Le notizie sulla guerra di questo ultimo periodo ci riportano a tante riflessioni e ci dicono che l’evoluzione non riesce a sradicare quella violenza ancestrale che accompagna la storia dell’umanità, così come Jared Diamond nel suo saggio di qualche anno fa, “Collasso”, ricordava che ci volle più di un milione di anni prima che due uomini che si incontravano casualmente su un sentiero non si uccidessero per il solo fatto di essere estranei. 

In questa visione così brutale e difficilmente accettabile, dobbiamo però aprire gli occhi anche su quanti invece indirizzano i loro sforzi sulla costruzione della pace. 
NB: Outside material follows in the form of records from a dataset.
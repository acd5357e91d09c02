//! Fetch requests
//!
//! A [`Request`] is one unit of fetch work. Its URL, method and body are fixed
//! once it is queued; only the engine's failure handler touches the fail count.

use serde::{Deserialize, Serialize};
use std::fmt;

/// HTTP method of a request
#[derive(Debug, Clone, Copy, Default, PartialEq, Eq, Hash, Serialize, Deserialize)]
#[serde(rename_all = "UPPERCASE")]
pub enum Method {
    #[default]
    Get,
    Post,
}

impl fmt::Display for Method {
    fn fmt(&self, f: &mut fmt::Formatter<'_>) -> fmt::Result {
        match self {
            Self::Get => write!(f, "GET"),
            Self::Post => write!(f, "POST"),
        }
    }
}

/// A URL waiting to be fetched for a task
#[derive(Debug, Clone, PartialEq, Eq)]
pub struct Request {
    url: String,
    method: Method,
    body: Vec<(String, String)>,
    fail_count: u32,
}

impl Request {
    /// Creates a GET request for the given URL
    pub fn new(url: impl Into<String>) -> Self {
        Self {
            url: url.into(),
            method: Method::Get,
            body: Vec::new(),
            fail_count: 0,
        }
    }

    /// Switches the request to GET
    pub fn get(mut self) -> Self {
        self.method = Method::Get;
        self
    }

    /// Switches the request to POST
    pub fn post(mut self) -> Self {
        self.method = Method::Post;
        self
    }

    /// Sets the form body sent with a POST request, keeping insertion order
    pub fn with_body<I, K, V>(mut self, body: I) -> Self
    where
        I: IntoIterator<Item = (K, V)>,
        K: Into<String>,
        V: Into<String>,
    {
        self.body = body
            .into_iter()
            .map(|(k, v)| (k.into(), v.into()))
            .collect();
        self
    }

    pub fn url(&self) -> &str {
        &self.url
    }

    pub fn method(&self) -> Method {
        self.method
    }

    pub fn is_get(&self) -> bool {
        self.method == Method::Get
    }

    pub fn is_post(&self) -> bool {
        self.method == Method::Post
    }

    pub fn body(&self) -> &[(String, String)] {
        &self.body
    }

    /// Number of failed fetch attempts so far
    pub fn fail_count(&self) -> u32 {
        self.fail_count
    }

    pub(crate) fn increment_fail_count(&mut self) {
        self.fail_count += 1;
    }
}

impl fmt::Display for Request {
    fn fmt(&self, f: &mut fmt::Formatter<'_>) -> fmt::Result {
        write!(f, "{} {}", self.method, self.url)
    }
}

impl From<&str> for Request {
    fn from(url: &str) -> Self {
        Self::new(url)
    }
}

impl From<String> for Request {
    fn from(url: String) -> Self {
        Self::new(url)
    }
}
L’UPEACE, l’Università della Pace

Il Costa Rica, ad esempio, è uno Stato che crede nella costruzione della pace fin da quando abolì  la pena di morte nel 1882 e il suo esercito nel 1948. Dalla fine del 1800 offre asilo a coloro che subiscono persecuzioni politiche e fu lo Stato che, dal 1907 al 1918, ospitò il primo tribunale internazionale permanente (la Corte di giustizia centroamericana) per dare voce alle questioni di diritto internazionale e diritti umani. Sono queste caratteristiche che nel 1980 portarono le Nazioni Unite ha convalidare la proposta dell’allora presidente del Costa Rica, Rodrigo Carazo, a istituire proprio lì l’università per la Pace (UPEACE) e che negli anni, dalla presidenza di Annan in poi, sono state adottate una serie di misure per riorganizzare, rafforzare e internazionalizzare in modo più completo l’Università per contribuire, attraverso reti di centri ed attività UPEACE che collaborano tra loro, in modo più efficace all’educazione alla pace.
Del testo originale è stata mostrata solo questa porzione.